Question 2: Whether the liability of the Corporate Debtor to return Rs.3.5 crore received from the Financial Creditor could have arisen only when the Corporate Debtor received the amount of USD 0.80 Million from the Investor – Ajay Kumar Jain and the Agreement dated 14.07.2018 being a contingent contract in so far as payment of Rs.3.5 crores of Financial Creditor is not enforceable by virtue of Section 33 of the Contract Act?


Question 3: Whether the amount of Rs.3.5 crore paid by the Financial Creditor to the Corporate Debtor was towards Deal Fee payable to Appellant as per Agreement dated 04.12.2016?


Question No.1


7. The first question to be considered is as to whether the amount of Rs.3.5 crores paid by the Financial Creditor to the account of Corporate Debtor is a ‘financial debt’ within the meaning of Section 5(8) of the I&B Code or was investment/ payment for acquiring 50% equity share of M/s SPT – the US Company. We need to first notice the details of the payment made by the Financial Creditor to the Corporate Debtor totaling to Rs.3.5 crores. In Section 7 Application filed by the Financial Creditor details of payments totaling to Rs.3.5 crores have been given.
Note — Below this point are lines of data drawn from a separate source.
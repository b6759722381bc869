//! # md2doc
//!
//! Convert Markdown documents to Word (`.docx`) and PDF by orchestrating the
//! external [pandoc](https://pandoc.org) engine.
//!
//! ## Why this crate?
//!
//! pandoc does the hard work of document conversion; what it does not do is
//! the workflow around it — frontmatter-driven metadata, preset profiles,
//! batch runs over whole directories with collision-safe output naming, and
//! honest failure reporting when a "successful" engine run produced nothing
//! usable. This crate is that workflow.
//!
//! ## Pipeline Overview
//!
//! ```text
//! input.md
//!  │
//!  ├─ 1. Frontmatter  split the leading `---` metadata block from the body
//!  ├─ 2. Diagrams     render mermaid blocks via mmdc (optional)
//!  ├─ 3. Metadata     merge CLI overrides, sanitize values
//!  ├─ 4. Resolve      profile, template, output name (collision-safe in batch)
//!  ├─ 5. Engine       pandoc subprocess (PDF: LaTeX engine autodetected)
//!  └─ 6. Validate     artifact must exist and be non-empty
//! ```
//!
//! ## Quick Start
//!
//! ```rust,no_run
//! use md2doc::{ConversionConfig, Converter, ConvertJob};
//!
//! #[tokio::main]
//! async fn main() -> Result<(), Box<dyn std::error::Error>> {
//!     let converter = Converter::new(ConversionConfig::from_env())?;
//!     let output = converter.convert(&ConvertJob::new("report.md")).await?;
//!     println!("wrote {}", output.display());
//!     Ok(())
//! }
//! ```
//!
//! Batch mode walks a directory, skips outputs that already exist (unless
//! overwriting), renames in-run collisions (`report.docx`, `report_2.docx`),
//! and keeps going past per-file failures:
//!
//! ```rust,no_run
//! use md2doc::{convert_batch, BatchOptions, ConversionConfig, Converter};
//! use std::path::Path;
//!
//! # #[tokio::main]
//! # async fn main() -> Result<(), Box<dyn std::error::Error>> {
//! let converter = Converter::new(ConversionConfig::from_env())?;
//! let result = convert_batch(
//!     &converter,
//!     Path::new("docs/"),
//!     Path::new("out/"),
//!     &BatchOptions::default(),
//! )
//! .await?;
//! println!("{result}");
//! # Ok(())
//! # }
//! ```
//!
//! ## Feature Flags
//!
//! | Feature | Default | Description |
//! |---------|---------|-------------|
//! | `cli`   | on      | Enables the `md2doc` binary (clap + anyhow + indicatif + tracing-subscriber) |
//!
//! Disable `cli` when using only the library:
//! ```toml
//! md2doc = { version = "0.4", default-features = false }
//! ```
//!
//! ## External tools
//!
//! | Tool | Needed for | Resolution |
//! |------|-----------|------------|
//! | `pandoc` | everything | explicit path > `PANDOC_PATH` > `PATH` |
//! | `xelatex` / `lualatex` / `pdflatex` | PDF targets | probed in that order |
//! | `mmdc` | mermaid diagrams | `PATH`; optional, degrades to a warning |

// ── Modules ──────────────────────────────────────────────────────────────

pub mod batch;
pub mod config;
pub mod convert;
pub mod diagram;
pub mod error;
pub mod frontmatter;
pub mod metadata;
pub mod naming;
pub mod pandoc;
pub mod profiles;
pub mod progress;

// ── Re-exports ───────────────────────────────────────────────────────────

pub use batch::{convert_batch, BatchOptions, BatchResult, FileOutcome, OutcomeStatus};
pub use config::{
    parse_format_list, ConversionConfig, ConversionConfigBuilder, PdfEngine, TargetFormat,
    UnknownKeyPolicy,
};
pub use convert::{ConvertJob, Converter};
pub use error::Md2DocError;
pub use frontmatter::Frontmatter;
pub use metadata::DocumentMetadata;
pub use pandoc::{ConversionRequest, Pandoc, PandocInvocation};
pub use profiles::{Profile, ProfileRegistry};
pub use progress::BatchProgressCallback;
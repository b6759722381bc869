//! Output naming: slugification and batch-scoped collision resolution.
//!
//! Two different collisions look the same at the filesystem level but must be
//! handled differently:
//!
//! * **In-run collision** — two documents in the same batch resolve to the
//!   same output name (same frontmatter title, say). The second one is
//!   renamed with an `_2` suffix; both convert.
//! * **Prior-run collision** — the name is blocked by a file that already
//!   existed before the batch started. In non-overwrite mode that is a skip,
//!   not a rename: renaming here would silently duplicate a previous run's
//!   output and defeat the skip semantics.
//!
//! The [`NameRegistry`] tracks names claimed during the current run so the
//! orchestrator can tell the two apart. It lives exactly as long as one batch
//! invocation and is never persisted.

use crate::config::TargetFormat;
use once_cell::sync::Lazy;
use regex::Regex;
use std::collections::HashSet;
use std::path::{Path, PathBuf};
use tracing::debug;
use unicode_normalization::char::is_combining_mark;
use unicode_normalization::UnicodeNormalization;

/// Longest slug we will emit; longer input is cut at a hyphen-safe point.
const MAX_SLUG_LEN: usize = 100;

/// Name used when neither the title nor the input stem yields any characters.
const FALLBACK_NAME: &str = "document";

static RE_SEPARATORS: Lazy<Regex> = Lazy::new(|| Regex::new(r"[\s_]+").unwrap());
static RE_INVALID: Lazy<Regex> = Lazy::new(|| Regex::new(r"[^\w\-]").unwrap());
static RE_HYPHEN_RUNS: Lazy<Regex> = Lazy::new(|| Regex::new(r"-+").unwrap());

/// Convert a string to a filesystem-safe slug.
///
/// Decomposes accented characters to their ASCII base (é → e), lowercases,
/// replaces whitespace and underscore runs with single hyphens, drops all
/// remaining non-word characters, collapses hyphen runs, and strips edge
/// hyphens. Deterministic and total: any input (including empty) yields a
/// valid, possibly empty, slug.
pub fn slugify(text: &str) -> String {
    let folded: String = text
        .nfkd()
        .filter(|c| !is_combining_mark(*c))
        .collect::<String>()
        .to_lowercase();

    let s = RE_SEPARATORS.replace_all(&folded, "-");
    let s = RE_INVALID.replace_all(&s, "");
    let s = RE_HYPHEN_RUNS.replace_all(&s, "-");
    let s = s.trim_matches('-');

    if s.chars().count() > MAX_SLUG_LEN {
        let cut: String = s.chars().take(MAX_SLUG_LEN).collect();
        cut.trim_end_matches('-').to_string()
    } else {
        s.to_string()
    }
}

/// Build the output file name for one (document, format) pair.
///
/// Precedence: a profile naming pattern with a title substitutes the
/// slugified title into `{title}` (extension corrected if the pattern names
/// another one); a bare title becomes its slug; otherwise the input file's
/// stem is reused. An empty slug falls back to the stem, and an empty stem
/// to a placeholder.
pub fn output_file_name(
    input: &Path,
    title: Option<&str>,
    pattern: Option<&str>,
    format: TargetFormat,
) -> String {
    let extension = format!(".{}", format.extension());
    let stem = input
        .file_stem()
        .map(|s| s.to_string_lossy().into_owned())
        .unwrap_or_default();

    let slug = title.map(slugify).filter(|s| !s.is_empty());

    if let (Some(pattern), Some(slug)) = (pattern, slug.as_deref()) {
        let name = pattern.replace("{title}", slug);
        return enforce_extension(&name, &extension);
    }

    let base = slug.unwrap_or(stem);
    if base.is_empty() {
        format!("{FALLBACK_NAME}{extension}")
    } else {
        format!("{base}{extension}")
    }
}

/// Make sure `name` carries `extension`, replacing any other extension.
fn enforce_extension(name: &str, extension: &str) -> String {
    if name.ends_with(extension) {
        return name.to_string();
    }
    let base = match name.rsplit_once('.') {
        Some((base, _)) if !base.is_empty() => base,
        _ => name,
    };
    format!("{base}{extension}")
}

/// How a desired output name was resolved within the current batch.
#[derive(Debug, Clone, PartialEq, Eq)]
pub enum Resolution {
    /// The path is claimed for this run; convert into it.
    Claim(PathBuf),
    /// The name is blocked by a pre-existing file in non-overwrite mode;
    /// record a skip for this (file, format) pair.
    Skip(PathBuf),
}

/// Registry of output paths claimed during one batch run.
///
/// Created fresh per batch invocation and discarded afterwards; only the
/// sequential orchestrator loop touches it.
#[derive(Debug, Default)]
pub struct NameRegistry {
    claimed: HashSet<PathBuf>,
}

impl NameRegistry {
    pub fn new() -> Self {
        Self::default()
    }

    /// Resolve `file_name` within `dir` to a unique output path.
    ///
    /// See the module docs for the skip-vs-rename distinction. The rename
    /// loop appends `_2`, `_3`, … (first unused integer ≥ 2), stepping over
    /// names that are claimed in-run or, in non-overwrite mode, already on
    /// disk.
    pub fn resolve(&mut self, dir: &Path, file_name: &str, overwrite: bool) -> Resolution {
        let base = dir.join(file_name);

        if !self.claimed.contains(&base) {
            if !overwrite && base.exists() {
                return Resolution::Skip(base);
            }
            self.claimed.insert(base.clone());
            return Resolution::Claim(base);
        }

        let (stem, suffix) = split_file_name(file_name);
        let mut counter: u32 = 2;
        loop {
            let candidate = dir.join(format!("{stem}_{counter}{suffix}"));
            let blocked =
                self.claimed.contains(&candidate) || (!overwrite && candidate.exists());
            if !blocked {
                debug!(
                    "output name collision resolved: {} -> {}",
                    file_name,
                    candidate.display()
                );
                self.claimed.insert(candidate.clone());
                return Resolution::Claim(candidate);
            }
            counter += 1;
        }
    }
}

/// Split `report.docx` into `("report", ".docx")`; no extension → empty suffix.
fn split_file_name(name: &str) -> (&str, String) {
    match name.rsplit_once('.') {
        Some((stem, ext)) if !stem.is_empty() => (stem, format!(".{ext}")),
        _ => (name, String::new()),
    }
}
Following details have been given in the Section 7 Application regarding the payment of Rs.3.5 crores:-


(i) Date: 02.12.2016 - Rs.1.4 Crore vide cheque of HDFC Bank.


(ii) Date: 08.12.2016 - Rs.25 Lakhs by RTGS by HDFC Bank in IDBI Bank account of the Corporate Debtor.


(iii) Date: 13.12.2016 - Rs.1.5 Crore by cheque of HDFC Bank.


(iv) Date: 15.12.2016 - Rs.10 Lakhs by cheque of HDFC Bank.


8. It is also on the record that on 22.11.2016 the Directors of the Corporate Debtor namely Mr. Amit Rajput, Mrs. Anupama Rajput Chauhan, their son Mayank Rajput and Kartik Rajput the brother of Mrs. Anupama Rajput incorporated a company in USA by the name of M/s Selma Precision Technologies, NC, LLC (US Company). Holding of the US Company was to the following effect:-


(i) Mr. Amit Rajput - 30%


(ii) Mrs. Anupama Rajput - 30%


(iii) Mr. Mayank Rajput - 30%


(iv) Mr. Kartik Rajput - 10%


9. First Agreement which was entered between the parties was dated 04.12.2016. In the Agreement dated 04.12.2016 entered between the Financial Creditor and the Corporate Debtor, salient points of the agreement in clause 1 to 5 are as follows:-


“1. Both parties agree for equal equity participation (50:50) to bid & acquire M/s Sona BLW Precision Forge Inc. 500 Oak Tree Drive, Selma, NC 27576, USA. Reference case 16-04336-5-DMW Doc 1 Filed 08/19/16 Entered 08/19/16 09:09:40, under Chapter 7 of Bankruptcy laws of U.S.A.


2. Project cost & timing :


1) Total project cost: $10M + $1m (fee) = $11.0M


2) 1st phase (latest by 05.12.2016) fund required: Bidding advance amount + deal fee = $500,000 +50% of ($1.0M) = $1.0 M


3) 2nd phase Balance bid amount after 22 days (latest by 29.12.2016): $4.7 M.


4) 3rd phase: growth fund / pre operating funds (latest by 30.03.2017): $5.0 M.


5) 4th phase: Modernization, Automation, balancing equipment, technology upgrade fund (after 30.09.2017, depending on business growth, orders etc.) (After 30.09.2017): $5.0 M.


3. The new company formed for this acquisition process is M/s Selma Precision Technologies, NC, LLC as per the details attached herewith (Annexure 1).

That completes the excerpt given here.